*TASK GOAL*. Each line that contains the string "total" counts once; report how many such lines appear in the data, as a number only.

*ENTRIES SHOWN*.
══════════

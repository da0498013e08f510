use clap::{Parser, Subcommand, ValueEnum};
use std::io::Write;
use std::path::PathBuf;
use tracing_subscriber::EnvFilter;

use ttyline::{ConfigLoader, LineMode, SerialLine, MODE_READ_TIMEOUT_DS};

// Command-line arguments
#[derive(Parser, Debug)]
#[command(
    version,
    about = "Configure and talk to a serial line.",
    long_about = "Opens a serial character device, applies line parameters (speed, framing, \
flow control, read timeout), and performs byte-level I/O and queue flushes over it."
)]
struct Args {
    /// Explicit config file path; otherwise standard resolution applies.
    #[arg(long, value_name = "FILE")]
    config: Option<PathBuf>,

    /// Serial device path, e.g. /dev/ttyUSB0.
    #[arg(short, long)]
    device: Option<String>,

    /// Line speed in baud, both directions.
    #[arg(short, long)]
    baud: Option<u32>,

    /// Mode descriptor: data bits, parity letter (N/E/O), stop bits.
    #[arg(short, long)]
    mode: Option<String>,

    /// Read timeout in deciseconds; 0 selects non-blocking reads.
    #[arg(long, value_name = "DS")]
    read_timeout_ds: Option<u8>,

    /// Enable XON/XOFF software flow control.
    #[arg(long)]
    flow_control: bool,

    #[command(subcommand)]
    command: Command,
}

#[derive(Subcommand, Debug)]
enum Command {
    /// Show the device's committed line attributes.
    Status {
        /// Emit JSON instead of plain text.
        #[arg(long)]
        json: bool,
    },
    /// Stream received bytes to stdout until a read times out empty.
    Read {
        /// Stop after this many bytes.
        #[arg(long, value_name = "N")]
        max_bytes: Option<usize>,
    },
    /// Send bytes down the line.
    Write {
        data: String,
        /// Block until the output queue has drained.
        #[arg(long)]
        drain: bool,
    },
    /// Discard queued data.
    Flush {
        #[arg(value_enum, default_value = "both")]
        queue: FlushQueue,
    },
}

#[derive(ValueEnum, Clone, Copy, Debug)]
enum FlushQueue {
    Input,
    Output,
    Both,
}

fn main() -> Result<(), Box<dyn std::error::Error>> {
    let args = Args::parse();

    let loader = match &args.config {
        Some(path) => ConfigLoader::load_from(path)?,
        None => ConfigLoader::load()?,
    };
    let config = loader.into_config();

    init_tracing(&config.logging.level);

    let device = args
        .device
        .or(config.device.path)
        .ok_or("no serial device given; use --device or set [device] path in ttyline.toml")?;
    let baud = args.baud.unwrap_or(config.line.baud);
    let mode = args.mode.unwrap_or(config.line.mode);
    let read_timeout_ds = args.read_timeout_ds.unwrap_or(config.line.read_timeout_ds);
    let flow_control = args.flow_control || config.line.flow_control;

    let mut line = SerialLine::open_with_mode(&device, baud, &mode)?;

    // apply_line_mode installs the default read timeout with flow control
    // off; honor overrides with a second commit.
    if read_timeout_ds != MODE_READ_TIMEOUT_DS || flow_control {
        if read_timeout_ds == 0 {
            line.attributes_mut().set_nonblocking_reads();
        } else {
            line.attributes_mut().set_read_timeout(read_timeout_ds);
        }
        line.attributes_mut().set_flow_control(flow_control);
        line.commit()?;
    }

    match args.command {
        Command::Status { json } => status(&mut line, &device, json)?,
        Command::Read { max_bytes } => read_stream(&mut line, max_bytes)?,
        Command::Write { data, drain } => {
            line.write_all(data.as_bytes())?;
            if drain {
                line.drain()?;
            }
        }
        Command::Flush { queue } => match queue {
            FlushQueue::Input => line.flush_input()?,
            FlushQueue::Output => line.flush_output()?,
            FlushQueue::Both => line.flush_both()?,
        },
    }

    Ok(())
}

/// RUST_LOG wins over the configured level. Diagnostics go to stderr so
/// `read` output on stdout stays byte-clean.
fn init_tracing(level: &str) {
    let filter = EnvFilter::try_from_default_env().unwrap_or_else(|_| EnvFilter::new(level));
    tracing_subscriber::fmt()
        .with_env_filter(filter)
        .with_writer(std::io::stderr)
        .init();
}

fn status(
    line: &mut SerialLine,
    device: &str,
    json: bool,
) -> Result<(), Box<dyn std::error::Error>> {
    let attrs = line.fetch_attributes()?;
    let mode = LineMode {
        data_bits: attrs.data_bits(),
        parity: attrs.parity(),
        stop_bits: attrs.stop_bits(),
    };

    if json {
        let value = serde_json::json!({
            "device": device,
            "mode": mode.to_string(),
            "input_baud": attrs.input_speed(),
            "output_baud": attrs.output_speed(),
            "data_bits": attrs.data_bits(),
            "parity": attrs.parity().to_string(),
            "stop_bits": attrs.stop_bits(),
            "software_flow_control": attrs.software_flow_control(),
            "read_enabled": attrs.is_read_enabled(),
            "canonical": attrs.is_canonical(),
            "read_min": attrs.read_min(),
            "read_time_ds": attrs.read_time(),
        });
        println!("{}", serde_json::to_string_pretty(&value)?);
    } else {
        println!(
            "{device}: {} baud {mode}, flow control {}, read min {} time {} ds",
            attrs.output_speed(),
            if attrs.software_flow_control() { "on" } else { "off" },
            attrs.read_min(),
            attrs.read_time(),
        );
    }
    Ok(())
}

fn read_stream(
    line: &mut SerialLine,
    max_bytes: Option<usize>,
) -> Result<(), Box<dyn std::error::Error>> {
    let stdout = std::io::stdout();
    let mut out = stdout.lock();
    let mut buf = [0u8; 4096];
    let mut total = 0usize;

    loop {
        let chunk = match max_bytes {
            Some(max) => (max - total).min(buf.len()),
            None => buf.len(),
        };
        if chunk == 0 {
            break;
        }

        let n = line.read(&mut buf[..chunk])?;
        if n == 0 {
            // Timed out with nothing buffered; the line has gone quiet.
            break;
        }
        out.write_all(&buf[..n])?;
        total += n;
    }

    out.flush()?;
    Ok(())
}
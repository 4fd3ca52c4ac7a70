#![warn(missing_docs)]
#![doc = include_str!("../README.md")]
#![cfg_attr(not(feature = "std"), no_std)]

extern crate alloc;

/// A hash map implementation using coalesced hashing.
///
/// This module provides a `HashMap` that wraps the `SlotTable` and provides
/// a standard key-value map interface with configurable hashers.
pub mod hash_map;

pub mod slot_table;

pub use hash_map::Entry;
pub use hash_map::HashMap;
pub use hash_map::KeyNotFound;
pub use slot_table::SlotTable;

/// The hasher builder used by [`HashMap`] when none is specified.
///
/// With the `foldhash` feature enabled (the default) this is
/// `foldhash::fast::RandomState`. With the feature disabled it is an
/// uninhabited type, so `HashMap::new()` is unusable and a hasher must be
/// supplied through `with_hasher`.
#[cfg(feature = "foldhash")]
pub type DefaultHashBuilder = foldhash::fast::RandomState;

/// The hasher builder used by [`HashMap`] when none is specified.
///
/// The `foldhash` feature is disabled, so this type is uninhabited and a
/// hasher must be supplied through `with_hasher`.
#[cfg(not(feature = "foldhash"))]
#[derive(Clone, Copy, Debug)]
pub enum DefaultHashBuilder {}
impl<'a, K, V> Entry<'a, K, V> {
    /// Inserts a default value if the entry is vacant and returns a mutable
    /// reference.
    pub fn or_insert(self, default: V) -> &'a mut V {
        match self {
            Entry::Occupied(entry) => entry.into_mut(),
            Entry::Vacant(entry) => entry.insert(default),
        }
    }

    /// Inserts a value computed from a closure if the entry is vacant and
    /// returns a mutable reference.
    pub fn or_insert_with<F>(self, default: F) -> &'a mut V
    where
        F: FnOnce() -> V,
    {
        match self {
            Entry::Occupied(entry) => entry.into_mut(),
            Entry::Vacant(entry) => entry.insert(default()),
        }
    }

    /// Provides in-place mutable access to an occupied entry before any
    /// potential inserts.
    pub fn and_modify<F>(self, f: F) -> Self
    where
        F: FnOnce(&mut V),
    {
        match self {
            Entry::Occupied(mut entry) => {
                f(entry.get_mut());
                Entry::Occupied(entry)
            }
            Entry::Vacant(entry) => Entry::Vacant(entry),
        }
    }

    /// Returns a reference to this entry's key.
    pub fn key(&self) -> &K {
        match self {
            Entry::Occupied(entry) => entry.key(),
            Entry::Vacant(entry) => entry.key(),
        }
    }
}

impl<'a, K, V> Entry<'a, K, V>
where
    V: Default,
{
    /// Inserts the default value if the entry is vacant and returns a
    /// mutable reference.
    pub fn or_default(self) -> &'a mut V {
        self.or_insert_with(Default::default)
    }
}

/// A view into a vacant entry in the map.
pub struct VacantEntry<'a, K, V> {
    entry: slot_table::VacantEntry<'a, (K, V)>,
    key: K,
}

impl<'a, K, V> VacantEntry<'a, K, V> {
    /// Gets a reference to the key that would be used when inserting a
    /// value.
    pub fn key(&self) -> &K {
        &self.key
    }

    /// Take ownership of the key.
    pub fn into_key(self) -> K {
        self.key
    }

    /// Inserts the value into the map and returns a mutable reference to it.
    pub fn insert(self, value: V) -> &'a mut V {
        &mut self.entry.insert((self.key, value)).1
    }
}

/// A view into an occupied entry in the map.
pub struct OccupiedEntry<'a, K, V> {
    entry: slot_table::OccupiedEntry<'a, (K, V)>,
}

══════════

*EXERCISE SOLUTION*. 3